State media reported on January 3 that a top doctor at a top Shanghai hospital said 70 percent of Shanghai’s population could be infected with COVID-19 amid a surge in cases of the virus in China.
After two rounds of strict restrictions, the sudden easing of those restrictions has led to a spike in coronavirus infections. The Chinese government did little to warn or prepare for the lifting of restrictions.
Most of Shanghai’s 25 million people are likely to be infected, said Chan Aseng, vice president of Rui Hospital, a member of Shanghai’s covid-19 expert advisory board.
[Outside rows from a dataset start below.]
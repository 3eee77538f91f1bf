//! Error types shared across the launcher.
//!
//! Every kind here is terminal at the UI boundary: it ends up as an alert,
//! an inline card, or an activity-strip line. Nothing is retried automatically
//! except the offline cache's revalidation.

use thiserror::Error;

use crate::system::os::PlatformTag;

/// Failure to resolve or carry out an install/open action.
#[derive(Debug, Error)]
pub enum LaunchError {
    #[error("no action available for this app on {platform}")]
    NoActionAvailable { platform: PlatformTag },

    #[error("failed to open {url}: {source}")]
    Navigation {
        url: String,
        #[source]
        source: std::io::Error,
    },
}

impl LaunchError {
    pub fn user_message(&self) -> String {
        match self {
            LaunchError::NoActionAvailable { platform } => format!(
                "This app has no install or open action for {}.",
                platform.label()
            ),
            LaunchError::Navigation { url, source } => {
                format!("Could not hand {url} to the system opener:\n\n{source}")
            }
        }
    }
}

/// Failure inside the offline cache or the transport beneath it.
#[derive(Debug, Error)]
pub enum CacheError {
    #[error("request to {url} failed: {message}")]
    Transport { url: String, message: String },

    #[error("{url} answered with status {status}")]
    Status { url: String, status: u16 },

    #[error("cache io error: {0}")]
    Io(#[from] std::io::Error),

    #[error("cache record is not valid json: {0}")]
    Json(#[from] serde_json::Error),

    #[error("precache failed for {url}: {source}")]
    Precache {
        url: String,
        #[source]
        source: Box<CacheError>,
    },
}

/// Loading the catalog document failed; shown as an inline card.
#[derive(Debug, Error)]
pub enum CatalogFetchError {
    #[error("could not fetch catalog: {0}")]
    Fetch(#[from] CacheError),

    #[error("catalog is not a valid app list: {0}")]
    Parse(#[from] serde_json::Error),
}

impl CatalogFetchError {
    pub fn user_message(&self) -> String {
        match self {
            CatalogFetchError::Fetch(_) => {
                "Error loading the app catalog. Press r to retry.".to_string()
            }
            CatalogFetchError::Parse(_) => {
                "The app catalog is malformed. Press r to retry.".to_string()
            }
        }
    }
}

/// Identity provider failure. Carries the provider's message verbatim.
#[derive(Debug, Clone, PartialEq, Eq, Error)]
#[error("{0}")]
pub struct AuthError(pub String);

impl AuthError {
    pub fn new(message: impl Into<String>) -> Self {
        Self(message.into())
    }
}

#[derive(Debug, Error)]
pub enum ConfigError {
    #[error("failed to read config {path}: {source}")]
    Read {
        path: String,
        #[source]
        source: std::io::Error,
    },

    #[error("failed to initialize logging: {0}")]
    Logging(String),
}

#[cfg(test)]
mod tests {
    use super::*;

    #[test]
    fn test_no_action_message_names_platform() {
        let err = LaunchError::NoActionAvailable {
            platform: PlatformTag::Ios,
        };
        assert!(err.user_message().contains("iOS"));
        assert!(err.to_string().contains("ios"));
    }

    #[test]
    fn test_auth_error_keeps_provider_text() {
        let err = AuthError::new("wrong password");
        assert_eq!(err.to_string(), "wrong password");
    }

    #[test]
    fn test_catalog_error_wraps_cache_error() {
        let err: CatalogFetchError = CacheError::Status {
            url: "apps.json".into(),
            status: 404,
        }
        .into();
        assert!(err.to_string().contains("404"));
        assert!(err.user_message().contains("retry"));
    }
}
“Now, the spread of the epidemic in Shanghai is very widespread. The epidemic appears to have reached 70 percent of Shanghai’s population. This is 20 to 30 times higher than (April and May),” he was quoted as saying by the People’s Daily, a Chinese Communist Party newspaper.
Shanghai suffered a severe two-month lockdown starting in April, during which 600,000 residents were infected, many of whom were sent to crowded quarantine centers.
However, the Omicron strain is now spreading wildly across Shanghai, and experts predict that infections will peak in early 2023.
Beijing Tianjin, hollow Chinese health authorities said the wave of infections has reached its peak in other major cities, including Guangzhou.
Chan said his Shanghai hospital has 1,600 emergency attendees every day, 80 percent of whom are Covid patients. The number of emergency admissions has doubled since the restrictions were lifted.
“More than 100 ambulances arrive at the hospital every day,” he said, according to the People’s Daily newspaper, adding that almost all of the emergency arrivals are people over 65 years old.
AFP reporters saw patients receiving emergency treatment outside the entrance of the overcrowded hospital at Dunyan Hospital in downtown Shanghai on January 3.
As Chinese people prepare to return home for the New Year, which begins on January 21, Chinese officials fear the virus will reach rural areas of China.